:: Assigned task ::
Return each entry exactly, with none missing.

----- Source material

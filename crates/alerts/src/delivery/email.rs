//! Email notification delivery via SMTP.
//!
//! [`EmailDelivery`] wraps the `lettre` async SMTP transport to send alert
//! emails. Configuration is loaded from environment variables; if
//! `SMTP_HOST` is not set, [`EmailConfig::from_env`] returns `None` and no
//! mailer should be constructed.

use std::time::Duration;

use async_trait::async_trait;
use startline_core::notification::NotificationPayload;

/// Upper bound on one SMTP send so a slow provider cannot stall the batch.
const SEND_TIMEOUT: Duration = Duration::from_secs(15);

// ---------------------------------------------------------------------------
// Error
// ---------------------------------------------------------------------------

/// Error type for email delivery failures.
#[derive(Debug, thiserror::Error)]
pub enum EmailError {
    /// SMTP transport-level failure (authentication, connection, etc.).
    #[error("SMTP transport error: {0}")]
    Transport(#[from] lettre::transport::smtp::Error),

    /// The recipient or sender address could not be parsed.
    #[error("Email address parse error: {0}")]
    Address(#[from] lettre::address::AddressError),

    /// The MIME message could not be assembled.
    #[error("Email build error: {0}")]
    Build(String),

    /// The send did not complete within [`SEND_TIMEOUT`].
    #[error("SMTP send timed out")]
    Timeout,
}

// ---------------------------------------------------------------------------
// EmailChannel
// ---------------------------------------------------------------------------

/// Seam for the email channel so the dispatcher can be tested without SMTP.
#[async_trait]
pub trait EmailChannel: Send + Sync {
    /// Deliver one notification to one recipient address.
    async fn deliver(&self, to_email: &str, payload: &NotificationPayload)
        -> Result<(), EmailError>;
}

// ---------------------------------------------------------------------------
// EmailConfig
// ---------------------------------------------------------------------------

/// Default SMTP port (STARTTLS).
const DEFAULT_SMTP_PORT: u16 = 587;

/// Default sender address when `SMTP_FROM` is not set.
const DEFAULT_FROM_ADDRESS: &str = "alerts@startline.local";

/// Configuration for the SMTP email delivery service.
#[derive(Debug, Clone)]
pub struct EmailConfig {
    /// SMTP server hostname.
    pub smtp_host: String,
    /// SMTP server port (defaults to 587).
    pub smtp_port: u16,
    /// RFC 5322 "From" address.
    pub from_address: String,
    /// Optional SMTP username.
    pub smtp_user: Option<String>,
    /// Optional SMTP password.
    pub smtp_password: Option<String>,
}

impl EmailConfig {
    /// Load configuration from environment variables.
    ///
    /// Returns `None` if `SMTP_HOST` is not set, signalling that email
    /// delivery is not configured and should be skipped.
    ///
    /// | Variable        | Required | Default                   |
    /// |-----------------|----------|---------------------------|
    /// | `SMTP_HOST`     | yes      | (none)                    |
    /// | `SMTP_PORT`     | no       | `587`                     |
    /// | `SMTP_FROM`     | no       | `alerts@startline.local`  |
    /// | `SMTP_USER`     | no       | (none)                    |
    /// | `SMTP_PASSWORD` | no       | (none)                    |
    pub fn from_env() -> Option<Self> {
        let smtp_host = std::env::var("SMTP_HOST").ok()?;
        Some(Self {
            smtp_host,
            smtp_port: std::env::var("SMTP_PORT")
                .ok()
                .and_then(|p| p.parse().ok())
                .unwrap_or(DEFAULT_SMTP_PORT),
            from_address: std::env::var("SMTP_FROM")
                .unwrap_or_else(|_| DEFAULT_FROM_ADDRESS.to_string()),
            smtp_user: std::env::var("SMTP_USER").ok(),
            smtp_password: std::env::var("SMTP_PASSWORD").ok(),
        })
    }
}

// ---------------------------------------------------------------------------
// EmailDelivery
// ---------------------------------------------------------------------------

/// Sends alert emails via SMTP.
pub struct EmailDelivery {
    config: EmailConfig,
}

impl EmailDelivery {
    /// Create a new email delivery service with the given configuration.
    pub fn new(config: EmailConfig) -> Self {
        Self { config }
    }

    /// Render the HTML message body for a payload.
    fn render_body(payload: &NotificationPayload) -> String {
        format!(
            "<p>{}</p><p><a href=\"{}\">Go to registration</a></p>",
            payload.body, payload.url
        )
    }
}

#[async_trait]
impl EmailChannel for EmailDelivery {
    async fn deliver(
        &self,
        to_email: &str,
        payload: &NotificationPayload,
    ) -> Result<(), EmailError> {
        use lettre::{
            message::header::ContentType, transport::smtp::authentication::Credentials,
            AsyncSmtpTransport, AsyncTransport, Message, Tokio1Executor,
        };

        let email = Message::builder()
            .from(self.config.from_address.parse()?)
            .to(to_email.parse()?)
            .subject(&payload.title)
            .header(ContentType::TEXT_HTML)
            .body(Self::render_body(payload))
            .map_err(|e| EmailError::Build(e.to_string()))?;

        let mut transport_builder =
            AsyncSmtpTransport::<Tokio1Executor>::starttls_relay(&self.config.smtp_host)?
                .port(self.config.smtp_port);

        if let (Some(user), Some(pass)) = (&self.config.smtp_user, &self.config.smtp_password) {
            transport_builder =
                transport_builder.credentials(Credentials::new(user.clone(), pass.clone()));
        }

        let mailer = transport_builder.build();
        match tokio::time::timeout(SEND_TIMEOUT, mailer.send(email)).await {
            Ok(result) => {
                result?;
            }
            Err(_) => return Err(EmailError::Timeout),
        }

        tracing::info!(to = to_email, subject = %payload.title, "Alert email sent");
        Ok(())
    }
}

// ---------------------------------------------------------------------------
// Tests
// ---------------------------------------------------------------------------

#[cfg(test)]
mod tests {
    use super::*;

    #[test]
    fn from_env_returns_none_without_smtp_host() {
        // Ensure SMTP_HOST is not set in the test environment.
        std::env::remove_var("SMTP_HOST");
        assert!(EmailConfig::from_env().is_none());
    }

    #[test]
    fn email_error_display_build() {
        let err = EmailError::Build("missing body".to_string());
        assert_eq!(err.to_string(), "Email build error: missing body");
    }

    #[test]
    fn email_error_display_address() {
        let addr_err: Result<lettre::Address, _> = "not-an-email".parse();
        let err = EmailError::Address(addr_err.unwrap_err());
        assert!(err.to_string().contains("Email address parse error"));
    }

    #[test]
    fn body_links_the_target_url() {
        let body = EmailDelivery::render_body(&NotificationPayload {
            title: "t".into(),
            body: "Registration is about to open.".into(),
            url: "https://reg.example.com".into(),
        });
        assert!(body.contains("https://reg.example.com"));
        assert!(body.contains("Registration is about to open."));
    }
}
use std::sync::Arc;

use startline_alerts::Dispatcher;

use crate::config::ServerConfig;

/// Shared application state available to all Axum handlers via `State<AppState>`.
///
/// This is cheaply cloneable (inner data is behind `Arc` or is already `Clone`).
/// Everything here is constructed once in `main.rs` and injected; there are
/// no module-level singletons.
#[derive(Clone)]
pub struct AppState {
    /// Database connection pool.
    pub pool: startline_db::DbPool,
    /// Server configuration.
    pub config: Arc<ServerConfig>,
    /// Alert dispatcher, triggered by the cron endpoint.
    pub dispatcher: Arc<Dispatcher>,
}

----------

:: Answer section ::
filename crates/alerts/src/delivery/email.rs
//! Email notification delivery via SMTP.
//!
//! [`EmailDelivery`] wraps the `lettre` async SMTP transport to send alert
//! emails. Configuration is loaded from environment variables; if
//! `SMTP_HOST` is not set, [`EmailConfig::from_env`] returns `None` and no
//! mailer should be constructed.

use std::time::Duration;

use async_trait::async_trait;
use startline_core::notification::NotificationPayload;

/// Upper bound on one SMTP send so a slow provider cannot stall the batch.
const SEND_TIMEOUT: Duration = Duration::from_secs(15);

// ---------------------------------------------------------------------------
// Error
// ---------------------------------------------------------------------------

/// Error type for email delivery failures.
#[derive(Debug, thiserror::Error)]
pub enum EmailError {
    /// SMTP transport-level failure (authentication, connection, etc.).
    #[error("SMTP transport error: {0}")]
    Transport(#[from] lettre::transport::smtp::Error),

    /// The recipient or sender address could not be parsed.
    #[error("Email address parse error: {0}")]
    Address(#[from] lettre::address::AddressError),

    /// The MIME message could not be assembled.
    #[error("Email build error: {0}")]
    Build(String),

    /// The send did not complete within [`SEND_TIMEOUT`].
    #[error("SMTP send timed out")]
    Timeout,
}

// ---------------------------------------------------------------------------
// EmailChannel
// ---------------------------------------------------------------------------

/// Seam for the email channel so the dispatcher can be tested without SMTP.
#[async_trait]
pub trait EmailChannel: Send + Sync {
    /// Deliver one notification to one recipient address.
    async fn deliver(&self, to_email: &str, payload: &NotificationPayload)
        -> Result<(), EmailError>;
}

// ---------------------------------------------------------------------------
// EmailConfig
// ---------------------------------------------------------------------------

/// Default SMTP port (STARTTLS).
const DEFAULT_SMTP_PORT: u16 = 587;

/// Default sender address when `SMTP_FROM` is not set.
const DEFAULT_FROM_ADDRESS: &str = "alerts@startline.local";

/// Configuration for the SMTP email delivery service.
#[derive(Debug, Clone)]
pub struct EmailConfig {
    /// SMTP server hostname.
    pub smtp_host: String,
    /// SMTP server port (defaults to 587).
    pub smtp_port: u16,
    /// RFC 5322 "From" address.
    pub from_address: String,
    /// Optional SMTP username.
    pub smtp_user: Option<String>,
    /// Optional SMTP password.
    pub smtp_password: Option<String>,
}

impl EmailConfig {
    /// Load configuration from environment variables.
    ///
    /// Returns `None` if `SMTP_HOST` is not set, signalling that email
    /// delivery is not configured and should be skipped.
    ///
    /// | Variable        | Required | Default                   |
    /// |-----------------|----------|---------------------------|
    /// | `SMTP_HOST`     | yes      | (none)                    |
    /// | `SMTP_PORT`     | no       | `587`                     |
    /// | `SMTP_FROM`     | no       | `alerts@startline.local`  |
    /// | `SMTP_USER`     | no       | (none)                    |
    /// | `SMTP_PASSWORD` | no       | (none)                    |
    pub fn from_env() -> Option<Self> {
        let smtp_host = std::env::var("SMTP_HOST").ok()?;
        Some(Self {
            smtp_host,
            smtp_port: std::env::var("SMTP_PORT")
                .ok()
                .and_then(|p| p.parse().ok())
                .unwrap_or(DEFAULT_SMTP_PORT),
            from_address: std::env::var("SMTP_FROM")
                .unwrap_or_else(|_| DEFAULT_FROM_ADDRESS.to_string()),
            smtp_user: std::env::var("SMTP_USER").ok(),
            smtp_password: std::env::var("SMTP_PASSWORD").ok(),
        })
    }
}

// ---------------------------------------------------------------------------
// EmailDelivery
// ---------------------------------------------------------------------------

/// Sends alert emails via SMTP.
pub struct EmailDelivery {
    config: EmailConfig,
}

impl EmailDelivery {
    /// Create a new email delivery service with the given configuration.
    pub fn new(config: EmailConfig) -> Self {
        Self { config }
    }

    /// Render the HTML message body for a payload.
    fn render_body(payload: &NotificationPayload) -> String {
        format!(
            "<p>{}</p><p><a href=\"{}\">Go to registration</a></p>",
            payload.body, payload.url
        )
    }
}

#[async_trait]
impl EmailChannel for EmailDelivery {
    async fn deliver(
        &self,
        to_email: &str,
        payload: &NotificationPayload,
    ) -> Result<(), EmailError> {
        use lettre::{
            message::header::ContentType, transport::smtp::authentication::Credentials,
            AsyncSmtpTransport, AsyncTransport, Message, Tokio1Executor,
        };

        let email = Message::builder()
            .from(self.config.from_address.parse()?)
            .to(to_email.parse()?)
            .subject(&payload.title)
            .header(ContentType::TEXT_HTML)
            .body(Self::render_body(payload))
            .map_err(|e| EmailError::Build(e.to_string()))?;

        let mut transport_builder =
            AsyncSmtpTransport::<Tokio1Executor>::starttls_relay(&self.config.smtp_host)?
                .port(self.config.smtp_port);

        if let (Some(user), Some(pass)) = (&self.config.smtp_user, &self.config.smtp_password) {
            transport_builder =
                transport_builder.credentials(Credentials::new(user.clone(), pass.clone()));
        }

        let mailer = transport_builder.build();
        match tokio::time::timeout(SEND_TIMEOUT, mailer.send(email)).await {
            Ok(result) => {
                result?;
            }
            Err(_) => return Err(EmailError::Timeout),
        }

        tracing::info!(to = to_email, subject = %payload.title, "Alert email sent");
        Ok(())
    }
}

// ---------------------------------------------------------------------------
// Tests
// ---------------------------------------------------------------------------

#[cfg(test)]
mod tests {
    use super::*;

    #[test]
    fn from_env_returns_none_without_smtp_host() {
        // Ensure SMTP_HOST is not set in the test environment.
        std::env::remove_var("SMTP_HOST");
        assert!(EmailConfig::from_env().is_none());
    }

    #[test]
    fn email_error_display_build() {
        let err = EmailError::Build("missing body".to_string());
        assert_eq!(err.to_string(), "Email build error: missing body");
    }

    #[test]
    fn email_error_display_address() {
        let addr_err: Result<lettre::Address, _> = "not-an-email".parse();
        let err = EmailError::Address(addr_err.unwrap_err());
        assert!(err.to_string().contains("Email address parse error"));
    }

    #[test]
    fn body_links_the_target_url() {
        let body = EmailDelivery::render_body(&NotificationPayload {
            title: "t".into(),
            body: "Registration is about to open.".into(),
            url: "https://reg.example.com".into(),
        });
        assert!(body.contains("https://reg.example.com"));
        assert!(body.contains("Registration is about to open."));
    }
}
use std::sync::Arc;

use startline_alerts::Dispatcher;

use crate::config::ServerConfig;

/// Shared application state available to all Axum handlers via `State<AppState>`.
///
/// This is cheaply cloneable (inner data is behind `Arc` or is already `Clone`).
/// Everything here is constructed once in `main.rs` and injected; there are
/// no module-level singletons.
#[derive(Clone)]
pub struct AppState {
    /// Database connection pool.
    pub pool: startline_db::DbPool,
    /// Server configuration.
    pub config: Arc<ServerConfig>,
    /// Alert dispatcher, triggered by the cron endpoint.
    pub dispatcher: Arc<Dispatcher>,
}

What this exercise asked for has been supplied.